## WORK REQUIRED
Restate the whole of the data verbatim, omitting nothing.

===== LISTED RECORDS =====

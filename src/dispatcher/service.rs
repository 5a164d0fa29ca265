//! Dispatcher facade wiring the sub-services together.

use std::sync::Arc;

use chrono::Utc;
use tracing::{instrument, warn};

use crate::config::ConductorConfig;
use crate::error::Result;
use crate::graph::{GraphStore, GuardedGraphAccess};
use crate::models::{ExecContext, ExecContextId, IdGenerator, SourceCode, TaskRegistry, VariableRegistry};
use crate::production::{InternalFunctionRegistry, TaskProductionEngine};
use crate::protocol::{
    DispatcherCommand, DispatcherResponse, KeepAliveRequest, KeepAliveResponse, ProcessorRequest,
};
use crate::state_machine::ExecContextState;
use crate::transfer::{FunctionRepository, VariableTransferService};

use super::assignment::{AssignedSlot, AssignmentLedger, TaskAssignmentService};
use super::completion::TaskCompletionHandler;
use super::context::ExecContextService;
use super::keep_alive::KeepAliveService;

/// One dispatcher instance: registries, production engine, and the
/// processor-facing services, sharing a single id space and store.
pub struct Dispatcher {
    engine: Arc<TaskProductionEngine>,
    contexts: Arc<ExecContextService>,
    keep_alive: Arc<KeepAliveService>,
    assignment: Arc<TaskAssignmentService>,
    completion: Arc<TaskCompletionHandler>,
    transfer: Arc<VariableTransferService>,
    functions: Arc<FunctionRepository>,
}

impl Dispatcher {
    pub fn new(store: Arc<dyn GraphStore>, config: &ConductorConfig) -> Self {
        let ids = Arc::new(IdGenerator::new());
        let access = Arc::new(GuardedGraphAccess::new(
            store,
            config.store.conflict_retries,
        ));
        let variables = Arc::new(VariableRegistry::new());
        let transfer = Arc::new(VariableTransferService::new(
            Arc::clone(&variables),
            config.transfer.max_retries,
        ));
        let engine = Arc::new(TaskProductionEngine::new(
            Arc::clone(&ids),
            Arc::new(TaskRegistry::new()),
            variables,
            access,
        ));
        let contexts = Arc::new(ExecContextService::new(Arc::clone(&ids)));
        let keep_alive = Arc::new(KeepAliveService::new(
            Arc::clone(&ids),
            config.dispatcher.processor_timeout_secs,
        ));
        let ledger = Arc::new(AssignmentLedger::new());
        let assignment = Arc::new(TaskAssignmentService::new(
            Arc::clone(&engine),
            Arc::clone(&contexts),
            Arc::new(InternalFunctionRegistry::standard()),
            Arc::clone(&ledger),
        ));
        let completion = Arc::new(TaskCompletionHandler::new(
            Arc::clone(&engine),
            Arc::clone(&contexts),
            ledger,
        ));
        Self {
            engine,
            contexts,
            keep_alive,
            assignment,
            completion,
            transfer,
            functions: Arc::new(FunctionRepository::new()),
        }
    }

    pub fn engine(&self) -> &Arc<TaskProductionEngine> {
        &self.engine
    }

    pub fn contexts(&self) -> &Arc<ExecContextService> {
        &self.contexts
    }

    pub fn keep_alive(&self) -> &Arc<KeepAliveService> {
        &self.keep_alive
    }

    pub fn assignment(&self) -> &Arc<TaskAssignmentService> {
        &self.assignment
    }

    pub fn transfer(&self) -> &Arc<VariableTransferService> {
        &self.transfer
    }

    pub fn functions(&self) -> &Arc<FunctionRepository> {
        &self.functions
    }

    /// Instantiate a source code and run it through production to
    /// `Started`, ready to hand out tasks.
    #[instrument(skip(self, source_code), fields(source_code = %source_code.uid))]
    pub async fn start_source_code(&self, source_code: Arc<SourceCode>) -> Result<ExecContext> {
        let context = self.contexts.create(Arc::clone(&source_code))?;
        self.contexts
            .transition(context.id, ExecContextState::Producing)?;
        if let Err(error) = self.engine.produce_context(&source_code, &context).await {
            self.contexts
                .transition(context.id, ExecContextState::Error)?;
            return Err(error);
        }
        self.contexts
            .transition(context.id, ExecContextState::Produced)?;
        self.contexts
            .transition(context.id, ExecContextState::Started)?;
        Ok(self.contexts.get(context.id)?.0)
    }

    /// Keep-alive channel. Function sync deltas and admin commands ride
    /// along with the liveness exchange.
    pub fn heartbeat(&self, request: KeepAliveRequest) -> KeepAliveResponse {
        let function_deltas = self.functions.sync_deltas(&request.held_function_digests);
        if let Some(processor_id) = request.processor.processor_id {
            for expected in self.assignment.ledger().tasks_for(processor_id) {
                let reported = request.cores.iter().any(|c| c.current_task == Some(expected));
                if !reported {
                    // not released here: a task handed out between the
                    // processor composing this heartbeat and it arriving
                    // would be reported missing too
                    warn!(
                        processor_id,
                        task_id = expected,
                        "heartbeat does not report the task assigned to this processor"
                    );
                }
            }
        }
        let mut response = self.keep_alive.process(request);
        response.function_deltas = function_deltas;
        if self.contexts.started_ids().is_empty() {
            response.commands.push(DispatcherCommand::GoIdle);
        }
        response
    }

    /// Task channel: apply reported results, then try to fill the ask.
    pub async fn exchange(&self, request: ProcessorRequest) -> Result<DispatcherResponse> {
        if !self
            .keep_alive
            .validate_session(request.processor_id, &request.session_id)
        {
            return Ok(DispatcherResponse {
                unknown_session: true,
                ..Default::default()
            });
        }

        let mut accepted_results = Vec::new();
        for result in &request.results {
            if self.completion.process_result(result).await? {
                accepted_results.push(result.task_id);
            }
        }

        let assigned_task = match &request.task_request {
            Some(ask) => {
                let record = self.keep_alive.record(request.processor_id);
                let core_id = record
                    .as_ref()
                    .and_then(|r| r.cores.get(&ask.core_code).copied());
                match core_id {
                    Some(core_id) => {
                        let mut capabilities = ask.capabilities.clone();
                        if let Some(record) = record {
                            capabilities.extend(record.capabilities);
                        }
                        let slot = AssignedSlot {
                            processor_id: request.processor_id,
                            core_id,
                        };
                        self.assignment.find_task(slot, &capabilities).await?
                    }
                    None => {
                        // the core has to be registered over keep-alive
                        // before it may ask for work
                        warn!(
                            processor_id = request.processor_id,
                            core_code = %ask.core_code,
                            "task ask from a core with no assigned id"
                        );
                        None
                    }
                }
            }
            None => None,
        };

        Ok(DispatcherResponse {
            accepted_results,
            assigned_task,
            unknown_session: false,
        })
    }

    /// Delete a run outright: its context entry, its tasks and variables,
    /// and both persisted documents. Legal in any lifecycle state; results
    /// for a deleted run are acknowledged and dropped.
    #[instrument(skip(self))]
    pub async fn delete_exec_context(&self, exec_context_id: ExecContextId) -> Result<()> {
        let (context, _) = self.contexts.get(exec_context_id)?;
        self.contexts.remove(exec_context_id);
        self.engine.tasks().remove_context(exec_context_id);
        self.engine.variables().remove_context(exec_context_id);
        self.engine
            .access()
            .evict_context(context.graph_id, context.task_state_id);
        let store = self.engine.access().store();
        store.delete(context.graph_id).await?;
        store.delete(context.task_state_id).await?;
        Ok(())
    }

    /// Periodic housekeeping: drop silent processors and put whatever they
    /// held back into rotation.
    pub async fn evict_stale_processors(&self) -> Result<Vec<i64>> {
        let evicted = self.keep_alive.evict_stale(Utc::now());
        for &processor_id in &evicted {
            self.assignment.release_processor(processor_id).await?;
        }
        Ok(evicted)
    }
}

=====

## FINISHED TASK
filename src/dispatcher/service.rs
repository 5a164d0fa29ca265
//! Dispatcher facade wiring the sub-services together.

use std::sync::Arc;

use chrono::Utc;
use tracing::{instrument, warn};

use crate::config::ConductorConfig;
use crate::error::Result;
use crate::graph::{GraphStore, GuardedGraphAccess};
use crate::models::{ExecContext, ExecContextId, IdGenerator, SourceCode, TaskRegistry, VariableRegistry};
use crate::production::{InternalFunctionRegistry, TaskProductionEngine};
use crate::protocol::{
    DispatcherCommand, DispatcherResponse, KeepAliveRequest, KeepAliveResponse, ProcessorRequest,
};
use crate::state_machine::ExecContextState;
use crate::transfer::{FunctionRepository, VariableTransferService};

use super::assignment::{AssignedSlot, AssignmentLedger, TaskAssignmentService};
use super::completion::TaskCompletionHandler;
use super::context::ExecContextService;
use super::keep_alive::KeepAliveService;

/// One dispatcher instance: registries, production engine, and the
/// processor-facing services, sharing a single id space and store.
pub struct Dispatcher {
    engine: Arc<TaskProductionEngine>,
    contexts: Arc<ExecContextService>,
    keep_alive: Arc<KeepAliveService>,
    assignment: Arc<TaskAssignmentService>,
    completion: Arc<TaskCompletionHandler>,
    transfer: Arc<VariableTransferService>,
    functions: Arc<FunctionRepository>,
}

impl Dispatcher {
    pub fn new(store: Arc<dyn GraphStore>, config: &ConductorConfig) -> Self {
        let ids = Arc::new(IdGenerator::new());
        let access = Arc::new(GuardedGraphAccess::new(
            store,
            config.store.conflict_retries,
        ));
        let variables = Arc::new(VariableRegistry::new());
        let transfer = Arc::new(VariableTransferService::new(
            Arc::clone(&variables),
            config.transfer.max_retries,
        ));
        let engine = Arc::new(TaskProductionEngine::new(
            Arc::clone(&ids),
            Arc::new(TaskRegistry::new()),
            variables,
            access,
        ));
        let contexts = Arc::new(ExecContextService::new(Arc::clone(&ids)));
        let keep_alive = Arc::new(KeepAliveService::new(
            Arc::clone(&ids),
            config.dispatcher.processor_timeout_secs,
        ));
        let ledger = Arc::new(AssignmentLedger::new());
        let assignment = Arc::new(TaskAssignmentService::new(
            Arc::clone(&engine),
            Arc::clone(&contexts),
            Arc::new(InternalFunctionRegistry::standard()),
            Arc::clone(&ledger),
        ));
        let completion = Arc::new(TaskCompletionHandler::new(
            Arc::clone(&engine),
            Arc::clone(&contexts),
            ledger,
        ));
        Self {
            engine,
            contexts,
            keep_alive,
            assignment,
            completion,
            transfer,
            functions: Arc::new(FunctionRepository::new()),
        }
    }

    pub fn engine(&self) -> &Arc<TaskProductionEngine> {
        &self.engine
    }

    pub fn contexts(&self) -> &Arc<ExecContextService> {
        &self.contexts
    }

    pub fn keep_alive(&self) -> &Arc<KeepAliveService> {
        &self.keep_alive
    }

    pub fn assignment(&self) -> &Arc<TaskAssignmentService> {
        &self.assignment
    }

    pub fn transfer(&self) -> &Arc<VariableTransferService> {
        &self.transfer
    }

    pub fn functions(&self) -> &Arc<FunctionRepository> {
        &self.functions
    }

    /// Instantiate a source code and run it through production to
    /// `Started`, ready to hand out tasks.
    #[instrument(skip(self, source_code), fields(source_code = %source_code.uid))]
    pub async fn start_source_code(&self, source_code: Arc<SourceCode>) -> Result<ExecContext> {
        let context = self.contexts.create(Arc::clone(&source_code))?;
        self.contexts
            .transition(context.id, ExecContextState::Producing)?;
        if let Err(error) = self.engine.produce_context(&source_code, &context).await {
            self.contexts
                .transition(context.id, ExecContextState::Error)?;
            return Err(error);
        }
        self.contexts
            .transition(context.id, ExecContextState::Produced)?;
        self.contexts
            .transition(context.id, ExecContextState::Started)?;
        Ok(self.contexts.get(context.id)?.0)
    }

    /// Keep-alive channel. Function sync deltas and admin commands ride
    /// along with the liveness exchange.
    pub fn heartbeat(&self, request: KeepAliveRequest) -> KeepAliveResponse {
        let function_deltas = self.functions.sync_deltas(&request.held_function_digests);
        if let Some(processor_id) = request.processor.processor_id {
            for expected in self.assignment.ledger().tasks_for(processor_id) {
                let reported = request.cores.iter().any(|c| c.current_task == Some(expected));
                if !reported {
                    // not released here: a task handed out between the
                    // processor composing this heartbeat and it arriving
                    // would be reported missing too
                    warn!(
                        processor_id,
                        task_id = expected,
                        "heartbeat does not report the task assigned to this processor"
                    );
                }
            }
        }
        let mut response = self.keep_alive.process(request);
        response.function_deltas = function_deltas;
        if self.contexts.started_ids().is_empty() {
            response.commands.push(DispatcherCommand::GoIdle);
        }
        response
    }

    /// Task channel: apply reported results, then try to fill the ask.
    pub async fn exchange(&self, request: ProcessorRequest) -> Result<DispatcherResponse> {
        if !self
            .keep_alive
            .validate_session(request.processor_id, &request.session_id)
        {
            return Ok(DispatcherResponse {
                unknown_session: true,
                ..Default::default()
            });
        }

        let mut accepted_results = Vec::new();
        for result in &request.results {
            if self.completion.process_result(result).await? {
                accepted_results.push(result.task_id);
            }
        }

        let assigned_task = match &request.task_request {
            Some(ask) => {
                let record = self.keep_alive.record(request.processor_id);
                let core_id = record
                    .as_ref()
                    .and_then(|r| r.cores.get(&ask.core_code).copied());
                match core_id {
                    Some(core_id) => {
                        let mut capabilities = ask.capabilities.clone();
                        if let Some(record) = record {
                            capabilities.extend(record.capabilities);
                        }
                        let slot = AssignedSlot {
                            processor_id: request.processor_id,
                            core_id,
                        };
                        self.assignment.find_task(slot, &capabilities).await?
                    }
                    None => {
                        // the core has to be registered over keep-alive
                        // before it may ask for work
                        warn!(
                            processor_id = request.processor_id,
                            core_code = %ask.core_code,
                            "task ask from a core with no assigned id"
                        );
                        None
                    }
                }
            }
            None => None,
        };

        Ok(DispatcherResponse {
            accepted_results,
            assigned_task,
            unknown_session: false,
        })
    }

    /// Delete a run outright: its context entry, its tasks and variables,
    /// and both persisted documents. Legal in any lifecycle state; results
    /// for a deleted run are acknowledged and dropped.
    #[instrument(skip(self))]
    pub async fn delete_exec_context(&self, exec_context_id: ExecContextId) -> Result<()> {
        let (context, _) = self.contexts.get(exec_context_id)?;
        self.contexts.remove(exec_context_id);
        self.engine.tasks().remove_context(exec_context_id);
        self.engine.variables().remove_context(exec_context_id);
        self.engine
            .access()
            .evict_context(context.graph_id, context.task_state_id);
        let store = self.engine.access().store();
        store.delete(context.graph_id).await?;
        store.delete(context.task_state_id).await?;
        Ok(())
    }

    /// Periodic housekeeping: drop silent processors and put whatever they
    /// held back into rotation.
    pub async fn evict_stale_processors(&self) -> Result<Vec<i64>> {
        let evicted = self.keep_alive.evict_stale(Utc::now());
        for &processor_id in &evicted {
            self.assignment.release_processor(processor_id).await?;
        }
        Ok(evicted)
    }
}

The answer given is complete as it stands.